:: Records shown ::
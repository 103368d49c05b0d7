use chrono::{DateTime, Duration, TimeZone, Timelike, Utc};
use fleet_gantt::core::{ColorToken, DisplayTimeZone, TimeInterval, TimeWindow, TimelineRow};
use fleet_gantt::render::{LayoutConfig, compute_layout, time_markers};
use proptest::prelude::*;

fn base() -> DateTime<Utc> {
    Utc.with_ymd_and_hms(2022, 1, 1, 0, 0, 0).unwrap()
}

fn single_row(start: DateTime<Utc>, end: DateTime<Utc>) -> Vec<TimelineRow> {
    let interval = TimeInterval::new(
        "A-1",
        "HKG-NRT",
        start,
        end,
        "",
        ColorToken::new("#3b82f6").expect("color"),
    )
    .expect("interval");
    vec![TimelineRow::new("A", "A").with_intervals(vec![interval])]
}

proptest! {
    #[test]
    fn bars_inside_window_stay_within_unit_range(
        window_minutes in 60i64..(7 * 24 * 60),
        start_factor in 0.0f64..1.0,
        length_factor in 0.0f64..1.0
    ) {
        let window = TimeWindow::new(base(), base() + Duration::minutes(window_minutes))
            .expect("window");
        let offset = (window_minutes as f64 * start_factor) as i64;
        let length = ((window_minutes - offset) as f64 * length_factor) as i64;
        let start = base() + Duration::minutes(offset);
        let end = start + Duration::minutes(length);

        let outcome = compute_layout(window, &single_row(start, end), LayoutConfig::default())
            .expect("layout");
        let bar = &outcome.layout().expect("laid out").rows[0].bars[0];

        prop_assert!(bar.left_fraction >= 0.0);
        prop_assert!(bar.left_fraction <= 1.0);
        // Only the width floor can push a fully contained bar past the edge.
        prop_assert!(bar.right_fraction() <= 1.0 + LayoutConfig::default().width_floor + 1e-12);
    }

    #[test]
    fn width_never_drops_below_floor(
        window_minutes in 1i64..(7 * 24 * 60),
        start_offset in -1_000i64..20_000,
        length_seconds in 0i64..600,
        floor in 0.0001f64..0.2
    ) {
        let window = TimeWindow::new(base(), base() + Duration::minutes(window_minutes))
            .expect("window");
        let start = base() + Duration::minutes(start_offset);
        let end = start + Duration::seconds(length_seconds);
        let config = LayoutConfig::default().with_width_floor(floor);

        let outcome = compute_layout(window, &single_row(start, end), config).expect("layout");
        let bar = &outcome.layout().expect("laid out").rows[0].bars[0];
        prop_assert!(bar.width_fraction >= floor);
        prop_assert!(bar.left_fraction >= 0.0);
    }

    #[test]
    fn markers_are_three_hours_apart_on_multiples_of_three(
        start_minutes in 0i64..(365 * 24 * 60),
        window_minutes in 1i64..(7 * 24 * 60)
    ) {
        let start = base() + Duration::minutes(start_minutes);
        let window = TimeWindow::new(start, start + Duration::minutes(window_minutes))
            .expect("window");
        let markers = time_markers(window, 3, DisplayTimeZone::Utc).expect("markers");

        if let Some(first) = markers.first() {
            prop_assert_eq!(first.instant.hour() % 3, 0);
            prop_assert_eq!(first.instant.minute(), 0);
        }
        for pair in markers.windows(2) {
            prop_assert_eq!(pair[1].instant - pair[0].instant, Duration::hours(3));
        }
        for marker in &markers {
            prop_assert!(marker.instant <= window.end());
            prop_assert!((0.0..=1.0).contains(&marker.fraction));
        }
    }
}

:: Task goal ::
Which lines hold the string "instant"? Copy all of them from the data above.

:: Exercise answer ::
            prop_assert_eq!(first.instant.hour() % 3, 0);
            prop_assert_eq!(first.instant.minute(), 0);
            prop_assert_eq!(pair[1].instant - pair[0].instant, Duration::hours(3));
            prop_assert!(marker.instant <= window.end());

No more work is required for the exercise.